You won't chose to visit Limpopo because of the quality of food, shopping and entertainment. It's all national brands in largely third-world shopping streets. Polokwane's Savannah shopping mall is wholely overrated, and its main attraction is cinemas - a rarity in Limpopo. Thohoyandou is arguably a more pleasant shopping destination than Polokwane.
You may have great dining experiences in the country lodges, but don't expect that in any of the towns. We found it safer to eat at a chain like The Dros.
Now hospitality and friendliness is the one criterion that we really debated lots. We experienced some of the warmest and friendliest people, and some of the worst. One needs far more experience to comment knowledgeably, but those of Venda origin do seem to be more confident, outgoing and friendly than most others in Limpopo.
If Limpopo wants to be globally competitive, a lot of effort must be put into quality education and service training. It's so easy to discount Limpopo by saying, "Oh, Julius Malema comes from there," to explain it all. (The press he gets overseas is hardly promotion for SA.)

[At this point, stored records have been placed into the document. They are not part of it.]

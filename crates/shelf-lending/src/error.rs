//! # Lending Error Types
//!
//! What callers of the lending services see.
//!
//! ## Error Categories
//! ```text
//! ┌─────────────────────────────────────────────────────────────────────────┐
//! │                     Lending Error Categories                            │
//! │                                                                         │
//! │  ┌─────────────────────┐  ┌─────────────────┐  ┌─────────────────────┐ │
//! │  │  Domain             │  │  Conflict       │  │  Store              │ │
//! │  │                     │  │                 │  │                     │ │
//! │  │  NotFound           │  │  lost a commit  │  │  connection, pool,  │ │
//! │  │  PermissionDenied   │  │  race; retry    │  │  query failures     │ │
//! │  │  CheckoutDenied     │  │  the operation  │  │                     │ │
//! │  │  HoldDenied, ...    │  │                 │  │  transient, never   │ │
//! │  │  never retried      │  │  retryable      │  │  a domain denial    │ │
//! │  └─────────────────────┘  └─────────────────┘  └─────────────────────┘ │
//! └─────────────────────────────────────────────────────────────────────────┘
//! ```

use thiserror::Error;

use shelf_core::CoreError;
use shelf_db::DbError;

/// Result type alias for lending operations.
pub type LendingResult<T> = Result<T, LendingError>;

/// Error type for every lending service.
#[derive(Debug, Error)]
pub enum LendingError {
    /// A domain rule refused the request. Fix the request, don't retry.
    #[error(transparent)]
    Domain(#[from] CoreError),

    /// The commit lost an optimistic-concurrency race.
    #[error("Concurrent update, retry the operation: {0}")]
    Conflict(String),

    /// Unexpected store failure.
    #[error("Store error: {0}")]
    Store(DbError),

    /// Failure outside the store (e.g. password hashing).
    #[error("Internal error: {0}")]
    Internal(String),
}

impl LendingError {
    /// True only for [`LendingError::Conflict`].
    pub fn is_retryable(&self) -> bool {
        matches!(self, LendingError::Conflict(_))
    }

    /// The domain error, if this is one.
    pub fn as_domain(&self) -> Option<&CoreError> {
        match self {
            LendingError::Domain(err) => Some(err),
            _ => None,
        }
    }
}

/// Store conflicts become retryable; everything else stays a store error.
impl From<DbError> for LendingError {
    fn from(err: DbError) -> Self {
        match err {
            DbError::Conflict(msg) => LendingError::Conflict(msg),
            other => LendingError::Store(other),
        }
    }
}

impl From<sqlx::Error> for LendingError {
    fn from(err: sqlx::Error) -> Self {
        DbError::from(err).into()
    }
}

impl From<shelf_core::ValidationError> for LendingError {
    fn from(err: shelf_core::ValidationError) -> Self {
        LendingError::Domain(err.into())
    }
}

impl From<shelf_core::IsbnError> for LendingError {
    fn from(err: shelf_core::IsbnError) -> Self {
        LendingError::Domain(err.into())
    }
}
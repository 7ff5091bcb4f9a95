//! Attribute schemas for resource types.
//!
//! A schema declares, per attribute, its type, whether the caller must, may or
//! must not supply it, its default and the predicates a value must satisfy.
//! Desired configurations are checked against the schema before any request
//! is made.

use std::collections::BTreeMap;
use std::fmt;

use serde::Serialize;
use serde_json::{Map, Value};

use crate::error::{Diagnostic, ProviderError, Result};
use crate::state::{ResourceData, type_name};

#[derive(Debug, Clone, Copy, PartialEq, Eq, Serialize)]
#[serde(rename_all = "snake_case")]
pub enum ValueType {
    String,
    Int,
    Bool,
    /// Map of string to string.
    Map,
    /// List of nested blocks.
    Block,
}

#[derive(Debug, Clone, Copy, PartialEq, Eq, Serialize)]
#[serde(rename_all = "snake_case")]
pub enum Presence {
    Required,
    Optional,
    /// May be supplied; the API fills it in otherwise.
    OptionalComputed,
    /// Only ever set by the API.
    Computed,
}

/// Predicate on an attribute value.
#[derive(Clone, Copy)]
pub enum Validation {
    NotEmpty,
    OneOf(&'static [&'static str]),
    IntBetween(i64, i64),
    MaxEntries(usize),
    Custom(fn(&Value) -> std::result::Result<(), String>),
}

impl Validation {
    fn check(&self, value: &Value) -> std::result::Result<(), String> {
        match self {
            Validation::NotEmpty => match value.as_str() {
                Some(s) if !s.trim().is_empty() => Ok(()),
                _ => Err("must not be empty".to_string()),
            },
            Validation::OneOf(allowed) => match value.as_str() {
                Some(s) if allowed.contains(&s) => Ok(()),
                _ => Err(format!("must be one of {}", allowed.join(", "))),
            },
            Validation::IntBetween(min, max) => match value.as_i64() {
                Some(n) if (*min..=*max).contains(&n) => Ok(()),
                _ => Err(format!("must be between {min} and {max}")),
            },
            Validation::MaxEntries(max) => match value.as_object() {
                Some(m) if m.len() <= *max => Ok(()),
                _ => Err(format!("must have at most {max} entries")),
            },
            Validation::Custom(f) => f(value),
        }
    }
}

impl fmt::Debug for Validation {
    fn fmt(&self, f: &mut fmt::Formatter<'_>) -> fmt::Result {
        match self {
            Validation::NotEmpty => write!(f, "NotEmpty"),
            Validation::OneOf(v) => write!(f, "OneOf({v:?})"),
            Validation::IntBetween(a, b) => write!(f, "IntBetween({a}, {b})"),
            Validation::MaxEntries(n) => write!(f, "MaxEntries({n})"),
            Validation::Custom(_) => write!(f, "Custom"),
        }
    }
}

/// Declaration of a single attribute.
#[derive(Debug, Clone, Serialize)]
pub struct Attribute {
    #[serde(rename = "type")]
    pub value_type: ValueType,
    pub presence: Presence,
    #[serde(skip_serializing_if = "std::ops::Not::not")]
    pub force_new: bool,
    #[serde(skip_serializing_if = "std::ops::Not::not")]
    pub sensitive: bool,
    #[serde(skip_serializing_if = "Option::is_none")]
    pub default: Option<Value>,
    #[serde(skip_serializing_if = "Option::is_none")]
    pub min_items: Option<usize>,
    #[serde(skip_serializing_if = "Option::is_none")]
    pub max_items: Option<usize>,
    #[serde(skip_serializing_if = "Option::is_none")]
    pub block: Option<Schema>,
    #[serde(skip)]
    pub validations: Vec<Validation>,
    #[serde(skip)]
    pub normalize: Option<fn(&str) -> String>,
}

impl Attribute {
    fn of(value_type: ValueType) -> Self {
        Self {
            value_type,
            presence: Presence::Optional,
            force_new: false,
            sensitive: false,
            default: None,
            min_items: None,
            max_items: None,
            block: None,
            validations: Vec::new(),
            normalize: None,
        }
    }

    pub fn string() -> Self {
        Self::of(ValueType::String)
    }

    pub fn int() -> Self {
        Self::of(ValueType::Int)
    }

    pub fn bool() -> Self {
        Self::of(ValueType::Bool)
    }

    pub fn map() -> Self {
        Self::of(ValueType::Map)
    }

    pub fn block(schema: Schema) -> Self {
        Self {
            block: Some(schema),
            ..Self::of(ValueType::Block)
        }
    }

    pub fn required(mut self) -> Self {
        self.presence = Presence::Required;
        self
    }

    pub fn optional_computed(mut self) -> Self {
        self.presence = Presence::OptionalComputed;
        self
    }

    pub fn computed(mut self) -> Self {
        self.presence = Presence::Computed;
        self
    }

    pub fn force_new(mut self) -> Self {
        self.force_new = true;
        self
    }

    pub fn sensitive(mut self) -> Self {
        self.sensitive = true;
        self
    }

    pub fn default(mut self, value: impl Into<Value>) -> Self {
        self.default = Some(value.into());
        self
    }

    pub fn min_items(mut self, n: usize) -> Self {
        self.min_items = Some(n);
        self
    }

    pub fn max_items(mut self, n: usize) -> Self {
        self.max_items = Some(n);
        self
    }

    pub fn validate(mut self, validation: Validation) -> Self {
        self.validations.push(validation);
        self
    }

    pub fn normalize(mut self, f: fn(&str) -> String) -> Self {
        self.normalize = Some(f);
        self
    }

    pub fn is_computed(&self) -> bool {
        self.presence == Presence::Computed
    }

    fn type_matches(&self, value: &Value) -> bool {
        match self.value_type {
            ValueType::String => value.is_string(),
            ValueType::Int => value.is_i64() || value.is_u64(),
            ValueType::Bool => value.is_boolean(),
            ValueType::Map => value
                .as_object()
                .is_some_and(|m| m.values().all(Value::is_string)),
            ValueType::Block => value
                .as_array()
                .is_some_and(|items| items.iter().all(Value::is_object)),
        }
    }
}

/// Attribute declarations of one resource type (or nested block).
#[derive(Debug, Clone, Default, Serialize)]
#[serde(transparent)]
pub struct Schema {
    attributes: BTreeMap<&'static str, Attribute>,
}

impl Schema {
    pub fn new() -> Self {
        Self::default()
    }

    pub fn with(mut self, name: &'static str, attribute: Attribute) -> Self {
        self.attributes.insert(name, attribute);
        self
    }

    pub fn get(&self, name: &str) -> Option<&Attribute> {
        self.attributes.get(name)
    }

    pub fn iter(&self) -> impl Iterator<Item = (&'static str, &Attribute)> {
        self.attributes.iter().map(|(k, v)| (*k, v))
    }

    /// Fill in defaults and normalise values, recursing into blocks.
    pub fn prepare(&self, data: &mut ResourceData) {
        self.prepare_object(data.as_map_mut());
    }

    fn prepare_object(&self, object: &mut Map<String, Value>) {
        for (name, attribute) in &self.attributes {
            let present = object.get(*name).is_some_and(|v| !v.is_null());
            if !present {
                if let Some(default) = &attribute.default {
                    object.insert(name.to_string(), default.clone());
                }
                continue;
            }
            let Some(value) = object.get_mut(*name) else {
                continue;
            };
            if let (Some(normalize), Value::String(s)) = (attribute.normalize, &*value) {
                *value = Value::String(normalize(s));
            }
            if let (Some(block), Value::Array(items)) = (&attribute.block, value) {
                for item in items.iter_mut() {
                    if let Value::Object(inner) = item {
                        block.prepare_object(inner);
                    }
                }
            }
        }
    }

    /// Check a desired configuration, reporting every problem at once.
    pub fn validate(&self, data: &ResourceData) -> Result<()> {
        let mut diagnostics = Vec::new();
        self.validate_object(data.as_map(), "", &mut diagnostics);
        if diagnostics.is_empty() {
            Ok(())
        } else {
            Err(ProviderError::Validation(diagnostics))
        }
    }

    fn validate_object(&self, object: &Map<String, Value>, prefix: &str, out: &mut Vec<Diagnostic>) {
        for key in object.keys() {
            if !self.attributes.contains_key(key.as_str()) {
                out.push(Diagnostic::new(
                    format!("{prefix}{key}"),
                    "unsupported attribute",
                ));
            }
        }

        for (name, attribute) in &self.attributes {
            let path = format!("{prefix}{name}");
            let value = object.get(*name).filter(|v| !v.is_null());

            let Some(value) = value else {
                if attribute.presence == Presence::Required {
                    out.push(Diagnostic::new(path, "required attribute is not set"));
                }
                continue;
            };

            if attribute.is_computed() {
                out.push(Diagnostic::new(path, "computed attribute cannot be set"));
                continue;
            }

            if !attribute.type_matches(value) {
                out.push(Diagnostic::new(
                    path,
                    format!(
                        "expected {:?}, found {}",
                        attribute.value_type,
                        type_name(value)
                    ),
                ));
                continue;
            }

            for validation in &attribute.validations {
                if let Err(message) = validation.check(value) {
                    out.push(Diagnostic::new(path.clone(), message));
                }
            }

            if let (Some(block), Some(items)) = (&attribute.block, value.as_array()) {
                if let Some(min) = attribute.min_items.filter(|min| items.len() < *min) {
                    out.push(Diagnostic::new(
                        path.clone(),
                        format!("requires at least {min} block(s)"),
                    ));
                }
                if let Some(max) = attribute.max_items.filter(|max| items.len() > *max) {
                    out.push(Diagnostic::new(
                        path.clone(),
                        format!("allows at most {max} block(s)"),
                    ));
                }
                for (i, item) in items.iter().enumerate() {
                    if let Some(inner) = item.as_object() {
                        block.validate_object(inner, &format!("{path}.{i}."), out);
                    }
                }
            }
        }
    }

    /// Top-level `force_new` attributes whose desired value differs from the
    /// current one.
    pub fn force_new_changes(&self, current: &ResourceData, desired: &ResourceData) -> Vec<String> {
        self.attributes
            .iter()
            .filter(|(_, a)| a.force_new)
            .filter_map(|(name, _)| match (current.get(name), desired.get(name)) {
                (Some(before), Some(after)) if before != after => Some(name.to_string()),
                _ => None,
            })
            .collect()
    }
}
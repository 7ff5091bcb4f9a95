//! azrm-provider: declarative lifecycle management for Azure resources.
//!
//! Each managed resource type is a [`resource::Resource`] binding driven by a
//! generic [`reconciler::Reconciler`] that exposes four entry points:
//! create-or-update, read, delete and exists.
//!
//! Managed resource types:
//! - `azurerm_stream_analytics_job`
//! - `azurerm_service_fabric_managed_cluster`

pub mod audit;
pub mod config;
pub mod error;
pub mod provider;
pub mod reconciler;
pub mod resource;
pub mod resources;
pub mod schema;
pub mod state;

#[cfg(any(test, feature = "test-util"))]
pub mod acceptance;

pub use audit::AuditLogger;
pub use config::{ProviderArgs, ProviderConfig, load_resource_data};
pub use error::{Diagnostic, ProviderError, Result};
pub use provider::{Provider, RESOURCE_TYPES};
pub use reconciler::Reconciler;
pub use resource::{Resource, Timeouts};
pub use schema::Schema;
pub use state::ResourceData;
//! Shared test utilities: an in-memory management API.
//!
//! Resources are stored as JSON under their lower-cased path. Writes answer
//! with `Azure-AsyncOperation`, deletes with `Location`, and each operation
//! reports itself in progress once before it succeeds.

#![allow(dead_code)]

use std::collections::{BTreeMap, HashMap};
use std::net::SocketAddr;
use std::sync::{Arc, Mutex};
use std::time::Duration;

use axum::Json;
use axum::Router;
use axum::body::Bytes;
use axum::extract::State;
use axum::http::{HeaderMap, Method, StatusCode, Uri};
use axum::response::{IntoResponse, Response};
use serde_json::{Value, json};
use tokio::net::TcpListener;
use uuid::Uuid;

use azrm_provider::{AuditLogger, Provider, ProviderConfig};

pub const SUBSCRIPTION: &str = "00000000-0000-0000-0000-000000000000";
pub const TOKEN: &str = "test-token";

/// One request as seen by the fake.
#[derive(Debug, Clone)]
pub struct Recorded {
    pub method: Method,
    pub path: String,
    pub body: Option<Value>,
}

impl Recorded {
    pub fn is_mutation(&self) -> bool {
        matches!(self.method, Method::PUT | Method::PATCH | Method::DELETE)
    }
}

struct Shared {
    base: String,
    resources: Mutex<BTreeMap<String, Value>>,
    polls: Mutex<HashMap<String, u32>>,
    log: Mutex<Vec<Recorded>>,
}

/// Fake management endpoint bound to an ephemeral port.
pub struct FakeArm {
    pub base: String,
    shared: Arc<Shared>,
    shutdown_tx: tokio::sync::oneshot::Sender<()>,
}

impl FakeArm {
    pub async fn spawn() -> Self {
        let listener = TcpListener::bind("127.0.0.1:0").await.expect("Failed to bind");
        let addr: SocketAddr = listener.local_addr().unwrap();
        let base = format!("http://{}", addr);

        let shared = Arc::new(Shared {
            base: base.clone(),
            resources: Mutex::new(BTreeMap::new()),
            polls: Mutex::new(HashMap::new()),
            log: Mutex::new(Vec::new()),
        });

        let router = Router::new().fallback(handle).with_state(shared.clone());
        let (shutdown_tx, shutdown_rx) = tokio::sync::oneshot::channel::<()>();
        tokio::spawn(async move {
            axum::serve(listener, router)
                .with_graceful_shutdown(async {
                    let _ = shutdown_rx.await;
                })
                .await
                .unwrap();
        });

        Self {
            base,
            shared,
            shutdown_tx,
        }
    }

    /// Provider pointed at this fake, with a short poll interval.
    pub fn provider(&self) -> Provider {
        let config = ProviderConfig::new(SUBSCRIPTION, TOKEN)
            .with_endpoint(self.base.clone())
            .with_poll_interval(Duration::from_millis(10))
            .with_operation_timeout(Duration::from_secs(30));
        Provider::new(config)
            .expect("valid provider config")
            .with_audit(AuditLogger::new_noop())
    }

    pub fn requests(&self) -> Vec<Recorded> {
        self.shared.log.lock().unwrap().clone()
    }

    pub fn mutations(&self) -> Vec<Recorded> {
        self.requests().into_iter().filter(Recorded::is_mutation).collect()
    }

    pub fn clear_log(&self) {
        self.shared.log.lock().unwrap().clear();
    }

    /// Stored document at `path`, if any.
    pub fn resource(&self, path: &str) -> Option<Value> {
        self.shared
            .resources
            .lock()
            .unwrap()
            .get(&path.to_lowercase())
            .cloned()
    }

    /// Seed a resource as if it was created outside the provider.
    pub fn insert(&self, path: &str, mut document: Value) {
        document["id"] = json!(path);
        self.shared
            .resources
            .lock()
            .unwrap()
            .insert(path.to_lowercase(), document);
    }

    pub async fn shutdown(self) {
        let _ = self.shutdown_tx.send(());
    }
}

fn error(status: StatusCode, code: &str, message: &str) -> Response {
    (
        status,
        Json(json!({"error": {"code": code, "message": message}})),
    )
        .into_response()
}

fn not_found(path: &str) -> Response {
    error(
        StatusCode::NOT_FOUND,
        "ResourceNotFound",
        &format!("{path} was not found"),
    )
}

/// RFC 7386 merge patch.
fn merge_patch(target: &mut Value, patch: &Value) {
    match patch {
        Value::Object(fields) => {
            if !target.is_object() {
                *target = json!({});
            }
            let object = target.as_object_mut().unwrap();
            for (key, value) in fields {
                if value.is_null() {
                    object.remove(key);
                } else {
                    merge_patch(object.entry(key.clone()).or_insert(Value::Null), value);
                }
            }
        }
        other => *target = other.clone(),
    }
}

fn parent(key: &str) -> Option<&str> {
    key.rsplitn(3, '/').nth(2)
}

fn last_segment(path: &str) -> String {
    path.rsplit('/').next().unwrap_or_default().to_string()
}

fn accepted_async(shared: &Shared, status: StatusCode, body: Value) -> Response {
    let operation = format!("{}/operations/{}", shared.base, Uuid::new_v4());
    (
        status,
        [
            ("azure-asyncoperation", operation),
            ("retry-after", "0".to_string()),
        ],
        Json(body),
    )
        .into_response()
}

/// Fill in what the service computes on write.
fn assign_server_fields(key: &str, path: &str, document: &mut Value, previous: Option<&Value>) {
    document["id"] = json!(path);
    document["name"] = json!(last_segment(path));
    document["properties"]["provisioningState"] = json!("Succeeded");

    if key.contains("/providers/microsoft.streamanalytics/streamingjobs/") {
        document["type"] = json!("Microsoft.StreamAnalytics/streamingjobs");
        let job_id = previous
            .and_then(|p| p["properties"]["jobId"].as_str())
            .map(str::to_string)
            .unwrap_or_else(|| Uuid::new_v4().to_string());
        document["properties"]["jobId"] = json!(job_id);
        if document["properties"].get("dataLocale").is_none() {
            document["properties"]["dataLocale"] = json!("en-US");
        }
        if document["properties"].get("compatibilityLevel").is_none() {
            document["properties"]["compatibilityLevel"] = json!("1.0");
        }
        if document["identity"].is_object() {
            document["identity"]["principalId"] = json!("11111111-1111-1111-1111-111111111111");
            document["identity"]["tenantId"] = json!("22222222-2222-2222-2222-222222222222");
        }
        if document["properties"]["transformation"].is_object() {
            let name = document["properties"]["transformation"]["name"]
                .as_str()
                .unwrap_or("main")
                .to_string();
            document["properties"]["transformation"]["id"] =
                json!(format!("{path}/transformations/{name}"));
        }
    } else if collection(key) == Some("nodetypes") {
        document["type"] = json!("Microsoft.ServiceFabric/managedClusters/nodeTypes");
    } else if key.contains("/providers/microsoft.servicefabric/managedclusters/") {
        document["type"] = json!("Microsoft.ServiceFabric/managedClusters");
        let name = last_segment(path);
        document["properties"]["fqdn"] = json!(format!("{name}.westeurope.cloudapp.azure.com"));
        document["properties"]["clusterId"] = json!(
            previous
                .and_then(|p| p["properties"]["clusterId"].as_str())
                .map(str::to_string)
                .unwrap_or_else(|| Uuid::new_v4().to_string())
        );
        document["properties"]["clusterState"] = json!("Ready");
        // Write-only.
        if let Some(props) = document["properties"].as_object_mut() {
            props.remove("adminPassword");
        }
    }
}

async fn handle(
    State(shared): State<Arc<Shared>>,
    method: Method,
    uri: Uri,
    headers: HeaderMap,
    body: Bytes,
) -> Response {
    let path = uri.path().to_string();
    let query = uri.query().unwrap_or_default().to_string();
    let key = path.to_lowercase();

    if headers.get("authorization").and_then(|v| v.to_str().ok()) != Some("Bearer test-token") {
        return error(StatusCode::UNAUTHORIZED, "AuthenticationFailed", "bad token");
    }

    let payload: Option<Value> = if body.is_empty() {
        None
    } else {
        match serde_json::from_slice(&body) {
            Ok(v) => Some(v),
            Err(_) => return error(StatusCode::BAD_REQUEST, "InvalidJson", "malformed body"),
        }
    };

    shared.log.lock().unwrap().push(Recorded {
        method: method.clone(),
        path: path.clone(),
        body: payload.clone(),
    });

    // Long-running operation status endpoints.
    if let Some(op) = path.strip_prefix("/operations/") {
        let mut polls = shared.polls.lock().unwrap();
        let n = polls.entry(op.to_string()).or_insert(0);
        *n += 1;
        let status = if *n < 2 { "InProgress" } else { "Succeeded" };
        return ([("retry-after", "0")], Json(json!({"status": status}))).into_response();
    }
    if let Some(op) = path.strip_prefix("/locations/") {
        let mut polls = shared.polls.lock().unwrap();
        let n = polls.entry(op.to_string()).or_insert(0);
        *n += 1;
        return if *n < 2 {
            (StatusCode::ACCEPTED, [("retry-after", "0")]).into_response()
        } else {
            StatusCode::OK.into_response()
        };
    }

    if !query.contains("api-version=") {
        return error(StatusCode::BAD_REQUEST, "MissingApiVersion", "api-version is required");
    }

    let mut resources = shared.resources.lock().unwrap();

    match method {
        Method::GET if key.ends_with("/nodetypes") => {
            let prefix = format!("{key}/");
            if !resources.contains_key(parent_of_collection(&key)) {
                return not_found(&path);
            }
            let value: Vec<Value> = resources
                .iter()
                .filter(|(k, _)| k.starts_with(&prefix) && !k[prefix.len()..].contains('/'))
                .map(|(_, v)| v.clone())
                .collect();
            Json(json!({"value": value})).into_response()
        }
        Method::GET if is_transformation(&key) => {
            let Some(job_key) = parent(&key) else {
                return not_found(&path);
            };
            match resources.get(job_key) {
                Some(job) if job["properties"]["transformation"].is_object() => {
                    Json(job["properties"]["transformation"].clone()).into_response()
                }
                _ => not_found(&path),
            }
        }
        Method::GET => match resources.get(&key) {
            Some(document) => {
                let mut document = document.clone();
                let expanded = query.contains("expand=transformation");
                if !expanded {
                    if let Some(props) = document["properties"].as_object_mut() {
                        props.remove("transformation");
                    }
                }
                Json(document).into_response()
            }
            None => not_found(&path),
        },
        Method::PUT => {
            let Some(mut document) = payload else {
                return error(StatusCode::BAD_REQUEST, "InvalidRequest", "missing body");
            };
            if collection(&key) == Some("nodetypes") {
                if let Some(cluster) = parent(&key) {
                    if !resources.contains_key(cluster) {
                        return not_found(cluster);
                    }
                }
            }
            let previous = resources.get(&key).cloned();
            assign_server_fields(&key, &path, &mut document, previous.as_ref());
            resources.insert(key, document.clone());
            let status = if previous.is_some() {
                StatusCode::OK
            } else {
                StatusCode::CREATED
            };
            accepted_async(&shared, status, document)
        }
        Method::PATCH if is_transformation(&key) => {
            let Some(job_key) = parent(&key).map(str::to_string) else {
                return not_found(&path);
            };
            let Some(job) = resources.get_mut(&job_key) else {
                return not_found(&path);
            };
            let Some(patch) = payload else {
                return error(StatusCode::BAD_REQUEST, "InvalidRequest", "missing body");
            };
            let transformation = &mut job["properties"]["transformation"];
            merge_patch(transformation, &patch);
            transformation["id"] = json!(path);
            transformation["name"] = json!(last_segment(&path));
            Json(transformation.clone()).into_response()
        }
        Method::PATCH => {
            let Some(patch) = payload else {
                return error(StatusCode::BAD_REQUEST, "InvalidRequest", "missing body");
            };
            let Some(document) = resources.get_mut(&key) else {
                return not_found(&path);
            };
            merge_patch(document, &patch);
            let mut response = document.clone();
            if let Some(props) = response["properties"].as_object_mut() {
                props.remove("transformation");
            }
            Json(response).into_response()
        }
        Method::DELETE => {
            if resources.remove(&key).is_none() {
                return StatusCode::NO_CONTENT.into_response();
            }
            let children = format!("{key}/");
            resources.retain(|k, _| !k.starts_with(&children));
            let location = format!("{}/locations/{}", shared.base, Uuid::new_v4());
            (
                StatusCode::ACCEPTED,
                [("location", location), ("retry-after", "0".to_string())],
            )
                .into_response()
        }
        _ => error(StatusCode::METHOD_NOT_ALLOWED, "MethodNotAllowed", "unsupported"),
    }
}

/// Name of the collection the last segment belongs to.
fn collection(key: &str) -> Option<&str> {
    let mut segments = key.rsplit('/');
    segments.next();
    segments.next()
}

fn is_transformation(key: &str) -> bool {
    collection(key) == Some("transformations")
}

fn parent_of_collection(key: &str) -> &str {
    key.rsplit_once('/').map(|(p, _)| p).unwrap_or(key)
}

There is a lot to do in Limpopo once one leaves the towns. But in most cases these are badly promoted by the provincial and local tourism organisations. Limpopo has not achieved even 10% of its potential in promoting what the province has to offer.
The same is true of Limpopo's culture and heritage. Again the towns disappoint. You're going to have to look hard to see any architectural heritage - it's all been flattened and replaced by indescribable crap.
But Limpopo abounds with a rich cultural heritage. But you've got to work to find it.